(Beginning of INPUT RECORDS)

//! Category Registry
//!
//! The set of destination folders the model may choose from. It is published
//! once before workers start, frozen, and then read concurrently. Readers get
//! a cheap `Arc` snapshot so a single classification always validates against
//! one consistent list.

use parking_lot::RwLock;
use std::path::{Path, PathBuf};
use std::sync::atomic::{AtomicBool, Ordering};
use std::sync::Arc;
use thiserror::Error;
use tracing::{debug, info};
use walkdir::WalkDir;

/// Category that always exists and receives anything unclassifiable
pub const FALLBACK_CATEGORY: &str = "Misc";

/// Maximum folder depth considered a category during discovery
pub const MAX_DISCOVERY_DEPTH: usize = 3;

/// Categories used before anything is discovered or configured
pub const DEFAULT_CATEGORIES: &[&str] = &[
    "Personal", "Work", "Finance", "Health", "Education", "Technical",
    "Travel", "Legal", "Projects", "Receipts", "Misc",
];

#[derive(Error, Debug)]
pub enum RegistryError {
    #[error("Category registry is frozen; publish before starting workers")]
    Frozen,
    #[error("Category discovery failed in {path}: {reason}")]
    Discovery { path: PathBuf, reason: String },
}

/// Publish-once, read-many set of valid categories
#[derive(Debug)]
pub struct CategoryRegistry {
    current: RwLock<Arc<[String]>>,
    frozen: AtomicBool,
}

impl Default for CategoryRegistry {
    fn default() -> Self {
        Self::new(DEFAULT_CATEGORIES.iter().map(|c| c.to_string()).collect())
    }
}

impl CategoryRegistry {
    pub fn new(categories: Vec<String>) -> Self {
        Self {
            current: RwLock::new(normalize(categories).into()),
            frozen: AtomicBool::new(false),
        }
    }

    /// Replace the active set.
    ///
    /// An empty list is ignored and leaves the previous set in place, so a
    /// discovery that found nothing never erases a manual list. Returns
    /// whether the set was replaced.
    pub fn publish(&self, categories: Vec<String>) -> Result<bool, RegistryError> {
        if self.is_frozen() {
            return Err(RegistryError::Frozen);
        }
        if categories.is_empty() {
            debug!("Ignoring empty category list");
            return Ok(false);
        }

        let normalized = normalize(categories);
        info!(count = normalized.len(), "Published categories");
        *self.current.write() = normalized.into();
        Ok(true)
    }

    /// Stop accepting publishes. Called once workers are about to start.
    pub fn freeze(&self) {
        self.frozen.store(true, Ordering::Release);
    }

    pub fn is_frozen(&self) -> bool {
        self.frozen.load(Ordering::Acquire)
    }

    /// Current set as a shared snapshot
    pub fn snapshot(&self) -> Arc<[String]> {
        Arc::clone(&self.current.read())
    }

    /// Exact, case-sensitive membership test
    pub fn is_member(&self, category: &str) -> bool {
        self.current.read().iter().any(|c| c == category)
    }

    pub fn fallback(&self) -> &'static str {
        FALLBACK_CATEGORY
    }
}

/// Dedup preserving first occurrence, drop blanks, guarantee the fallback entry
fn normalize(categories: Vec<String>) -> Vec<String> {
    let mut out: Vec<String> = Vec::with_capacity(categories.len() + 1);
    for category in categories {
        let category = category.trim().to_string();
        if !category.is_empty() && !out.contains(&category) {
            out.push(category);
        }
    }
    if !out.iter().any(|c| c == FALLBACK_CATEGORY) {
        out.push(FALLBACK_CATEGORY.to_string());
    }
    out
}

/// List destination subfolders as categories.
///
/// Folders up to three levels deep are returned as `/`-separated relative
/// paths in name order. Hidden folders and everything below them are skipped.
/// A destination that does not exist yet yields an empty list.
pub fn discover_categories(dest: &Path) -> Result<Vec<String>, RegistryError> {
    if !dest.exists() {
        debug!(path = %dest.display(), "Destination missing, nothing to discover");
        return Ok(Vec::new());
    }

    let walker = WalkDir::new(dest)
        .min_depth(1)
        .max_depth(MAX_DISCOVERY_DEPTH)
        .sort_by_file_name()
        .into_iter()
        .filter_entry(|e| !is_hidden(e.file_name()));

    let mut categories = Vec::new();
    for entry in walker {
        let entry = entry.map_err(|e| RegistryError::Discovery {
            path: dest.to_path_buf(),
            reason: e.to_string(),
        })?;
        if !entry.file_type().is_dir() {
            continue;
        }

        let relative = match entry.path().strip_prefix(dest) {
            Ok(rel) => rel,
            Err(_) => continue,
        };
        let category = relative
            .components()
            .map(|c| c.as_os_str().to_string_lossy())
            .collect::<Vec<_>>()
            .join("/");
        categories.push(category);
    }

    if !categories.iter().any(|c| c == FALLBACK_CATEGORY) {
        categories.push(FALLBACK_CATEGORY.to_string());
    }
    Ok(categories)
}

fn is_hidden(name: &std::ffi::OsStr) -> bool {
    name.to_string_lossy().starts_with('.')
}

#[cfg(test)]
mod tests {
    use super::*;
    use std::fs;
    use tempfile::TempDir;

    fn strings(items: &[&str]) -> Vec<String> {
        items.iter().map(|s| s.to_string()).collect()
    }

    #[test]
    fn test_default_contains_fallback() {
        let registry = CategoryRegistry::default();
        assert!(registry.is_member(FALLBACK_CATEGORY));
        assert_eq!(registry.snapshot().len(), DEFAULT_CATEGORIES.len());
    }

    #[test]
    fn test_publish_replaces_and_adds_fallback() {
        let registry = CategoryRegistry::default();
        assert!(registry.publish(strings(&["Invoices", "Invoices", "Taxes"])).unwrap());

        let snapshot = registry.snapshot();
        assert_eq!(&*snapshot, &strings(&["Invoices", "Taxes", "Misc"])[..]);
        assert!(!registry.is_member("Personal"));
    }

    #[test]
    fn test_publish_empty_keeps_previous() {
        let registry = CategoryRegistry::new(strings(&["Manual"]));
        assert!(!registry.publish(Vec::new()).unwrap());
        assert!(registry.is_member("Manual"));
    }

    #[test]
    fn test_membership_is_case_sensitive() {
        let registry = CategoryRegistry::new(strings(&["Personal"]));
        assert!(registry.is_member("Personal"));
        assert!(!registry.is_member("personal"));
    }

    #[test]
    fn test_publish_after_freeze_fails() {
        let registry = CategoryRegistry::default();
        registry.freeze();
        assert!(matches!(registry.publish(strings(&["Late"])), Err(RegistryError::Frozen)));
        assert!(!registry.is_member("Late"));
    }

    #[test]
    fn test_snapshot_survives_publish() {
        let registry = CategoryRegistry::new(strings(&["Old"]));
        let before = registry.snapshot();
        registry.publish(strings(&["New"])).unwrap();
        assert!(before.iter().any(|c| c == "Old"));
        assert!(registry.snapshot().iter().any(|c| c == "New"));
    }

    #[test]
    fn test_discover_nested_folders() {
        let dest = TempDir::new().unwrap();
        fs::create_dir_all(dest.path().join("Work/Projects")).unwrap();
        fs::create_dir_all(dest.path().join("Personal")).unwrap();

        let categories = discover_categories(dest.path()).unwrap();
        assert_eq!(categories, strings(&["Personal", "Work", "Work/Projects", "Misc"]));
    }

    #[test]
    fn test_discover_skips_hidden_and_deep() {
        let dest = TempDir::new().unwrap();
        fs::create_dir_all(dest.path().join(".git/objects")).unwrap();
        fs::create_dir_all(dest.path().join("A/B/C/D")).unwrap();
        fs::create_dir_all(dest.path().join("Misc")).unwrap();
        fs::write(dest.path().join("A/readme.txt"), "not a category").unwrap();

        let categories = discover_categories(dest.path()).unwrap();
        assert_eq!(categories, strings(&["A", "A/B", "A/B/C", "Misc"]));
    }

    #[test]
    fn test_discover_missing_destination() {
        let dest = TempDir::new().unwrap();
        let categories = discover_categories(&dest.path().join("nope")).unwrap();
        assert!(categories.is_empty());
    }
}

(End of INPUT RECORDS)

- _AIM OF THE TASK_: Give back all the data exactly as written.

- _WRITTEN RESPONSE_:
//! Category Registry
//!
//! The set of destination folders the model may choose from. It is published
//! once before workers start, frozen, and then read concurrently. Readers get
//! a cheap `Arc` snapshot so a single classification always validates against
//! one consistent list.

use parking_lot::RwLock;
use std::path::{Path, PathBuf};
use std::sync::atomic::{AtomicBool, Ordering};
use std::sync::Arc;
use thiserror::Error;
use tracing::{debug, info};
use walkdir::WalkDir;

/// Category that always exists and receives anything unclassifiable
pub const FALLBACK_CATEGORY: &str = "Misc";

/// Maximum folder depth considered a category during discovery
pub const MAX_DISCOVERY_DEPTH: usize = 3;

/// Categories used before anything is discovered or configured
pub const DEFAULT_CATEGORIES: &[&str] = &[
    "Personal", "Work", "Finance", "Health", "Education", "Technical",
    "Travel", "Legal", "Projects", "Receipts", "Misc",
];

#[derive(Error, Debug)]
pub enum RegistryError {
    #[error("Category registry is frozen; publish before starting workers")]
    Frozen,
    #[error("Category discovery failed in {path}: {reason}")]
    Discovery { path: PathBuf, reason: String },
}

/// Publish-once, read-many set of valid categories
#[derive(Debug)]
pub struct CategoryRegistry {
    current: RwLock<Arc<[String]>>,
    frozen: AtomicBool,
}

impl Default for CategoryRegistry {
    fn default() -> Self {
        Self::new(DEFAULT_CATEGORIES.iter().map(|c| c.to_string()).collect())
    }
}

impl CategoryRegistry {
    pub fn new(categories: Vec<String>) -> Self {
        Self {
            current: RwLock::new(normalize(categories).into()),
            frozen: AtomicBool::new(false),
        }
    }

    /// Replace the active set.
    ///
    /// An empty list is ignored and leaves the previous set in place, so a
    /// discovery that found nothing never erases a manual list. Returns
    /// whether the set was replaced.
    pub fn publish(&self, categories: Vec<String>) -> Result<bool, RegistryError> {
        if self.is_frozen() {
            return Err(RegistryError::Frozen);
        }
        if categories.is_empty() {
            debug!("Ignoring empty category list");
            return Ok(false);
        }

        let normalized = normalize(categories);
        info!(count = normalized.len(), "Published categories");
        *self.current.write() = normalized.into();
        Ok(true)
    }

    /// Stop accepting publishes. Called once workers are about to start.
    pub fn freeze(&self) {
        self.frozen.store(true, Ordering::Release);
    }

    pub fn is_frozen(&self) -> bool {
        self.frozen.load(Ordering::Acquire)
    }

    /// Current set as a shared snapshot
    pub fn snapshot(&self) -> Arc<[String]> {
        Arc::clone(&self.current.read())
    }

    /// Exact, case-sensitive membership test
    pub fn is_member(&self, category: &str) -> bool {
        self.current.read().iter().any(|c| c == category)
    }

    pub fn fallback(&self) -> &'static str {
        FALLBACK_CATEGORY
    }
}

/// Dedup preserving first occurrence, drop blanks, guarantee the fallback entry
fn normalize(categories: Vec<String>) -> Vec<String> {
    let mut out: Vec<String> = Vec::with_capacity(categories.len() + 1);
    for category in categories {
        let category = category.trim().to_string();
        if !category.is_empty() && !out.contains(&category) {
            out.push(category);
        }
    }
    if !out.iter().any(|c| c == FALLBACK_CATEGORY) {
        out.push(FALLBACK_CATEGORY.to_string());
    }
    out
}

/// List destination subfolders as categories.
///
/// Folders up to three levels deep are returned as `/`-separated relative
/// paths in name order. Hidden folders and everything below them are skipped.
/// A destination that does not exist yet yields an empty list.
pub fn discover_categories(dest: &Path) -> Result<Vec<String>, RegistryError> {
    if !dest.exists() {
        debug!(path = %dest.display(), "Destination missing, nothing to discover");
        return Ok(Vec::new());
    }

    let walker = WalkDir::new(dest)
        .min_depth(1)
        .max_depth(MAX_DISCOVERY_DEPTH)
        .sort_by_file_name()
        .into_iter()
        .filter_entry(|e| !is_hidden(e.file_name()));

    let mut categories = Vec::new();
    for entry in walker {
        let entry = entry.map_err(|e| RegistryError::Discovery {
            path: dest.to_path_buf(),
            reason: e.to_string(),
        })?;
        if !entry.file_type().is_dir() {
            continue;
        }

        let relative = match entry.path().strip_prefix(dest) {
            Ok(rel) => rel,
            Err(_) => continue,
        };
        let category = relative
            .components()
            .map(|c| c.as_os_str().to_string_lossy())
            .collect::<Vec<_>>()
            .join("/");
        categories.push(category);
    }

    if !categories.iter().any(|c| c == FALLBACK_CATEGORY) {
        categories.push(FALLBACK_CATEGORY.to_string());
    }
    Ok(categories)
}

fn is_hidden(name: &std::ffi::OsStr) -> bool {
    name.to_string_lossy().starts_with('.')
}

#[cfg(test)]
mod tests {
    use super::*;
    use std::fs;
    use tempfile::TempDir;

    fn strings(items: &[&str]) -> Vec<String> {
        items.iter().map(|s| s.to_string()).collect()
    }

    #[test]
    fn test_default_contains_fallback() {
        let registry = CategoryRegistry::default();
        assert!(registry.is_member(FALLBACK_CATEGORY));
        assert_eq!(registry.snapshot().len(), DEFAULT_CATEGORIES.len());
    }

    #[test]
    fn test_publish_replaces_and_adds_fallback() {
        let registry = CategoryRegistry::default();
        assert!(registry.publish(strings(&["Invoices", "Invoices", "Taxes"])).unwrap());

        let snapshot = registry.snapshot();
        assert_eq!(&*snapshot, &strings(&["Invoices", "Taxes", "Misc"])[..]);
        assert!(!registry.is_member("Personal"));
    }

    #[test]
    fn test_publish_empty_keeps_previous() {
        let registry = CategoryRegistry::new(strings(&["Manual"]));
        assert!(!registry.publish(Vec::new()).unwrap());
        assert!(registry.is_member("Manual"));
    }

    #[test]
    fn test_membership_is_case_sensitive() {
        let registry = CategoryRegistry::new(strings(&["Personal"]));
        assert!(registry.is_member("Personal"));
        assert!(!registry.is_member("personal"));
    }

    #[test]
    fn test_publish_after_freeze_fails() {
        let registry = CategoryRegistry::default();
        registry.freeze();
        assert!(matches!(registry.publish(strings(&["Late"])), Err(RegistryError::Frozen)));
        assert!(!registry.is_member("Late"));
    }

    #[test]
    fn test_snapshot_survives_publish() {
        let registry = CategoryRegistry::new(strings(&["Old"]));
        let before = registry.snapshot();
        registry.publish(strings(&["New"])).unwrap();
        assert!(before.iter().any(|c| c == "Old"));
        assert!(registry.snapshot().iter().any(|c| c == "New"));
    }

    #[test]
    fn test_discover_nested_folders() {
        let dest = TempDir::new().unwrap();
        fs::create_dir_all(dest.path().join("Work/Projects")).unwrap();
        fs::create_dir_all(dest.path().join("Personal")).unwrap();

        let categories = discover_categories(dest.path()).unwrap();
        assert_eq!(categories, strings(&["Personal", "Work", "Work/Projects", "Misc"]));
    }

    #[test]
    fn test_discover_skips_hidden_and_deep() {
        let dest = TempDir::new().unwrap();
        fs::create_dir_all(dest.path().join(".git/objects")).unwrap();
        fs::create_dir_all(dest.path().join("A/B/C/D")).unwrap();
        fs::create_dir_all(dest.path().join("Misc")).unwrap();
        fs::write(dest.path().join("A/readme.txt"), "not a category").unwrap();

        let categories = discover_categories(dest.path()).unwrap();
        assert_eq!(categories, strings(&["A", "A/B", "A/B/C", "Misc"]));
    }

    #[test]
    fn test_discover_missing_destination() {
        let dest = TempDir::new().unwrap();
        let categories = discover_categories(&dest.path().join("nope")).unwrap();
        assert!(categories.is_empty());
    }
}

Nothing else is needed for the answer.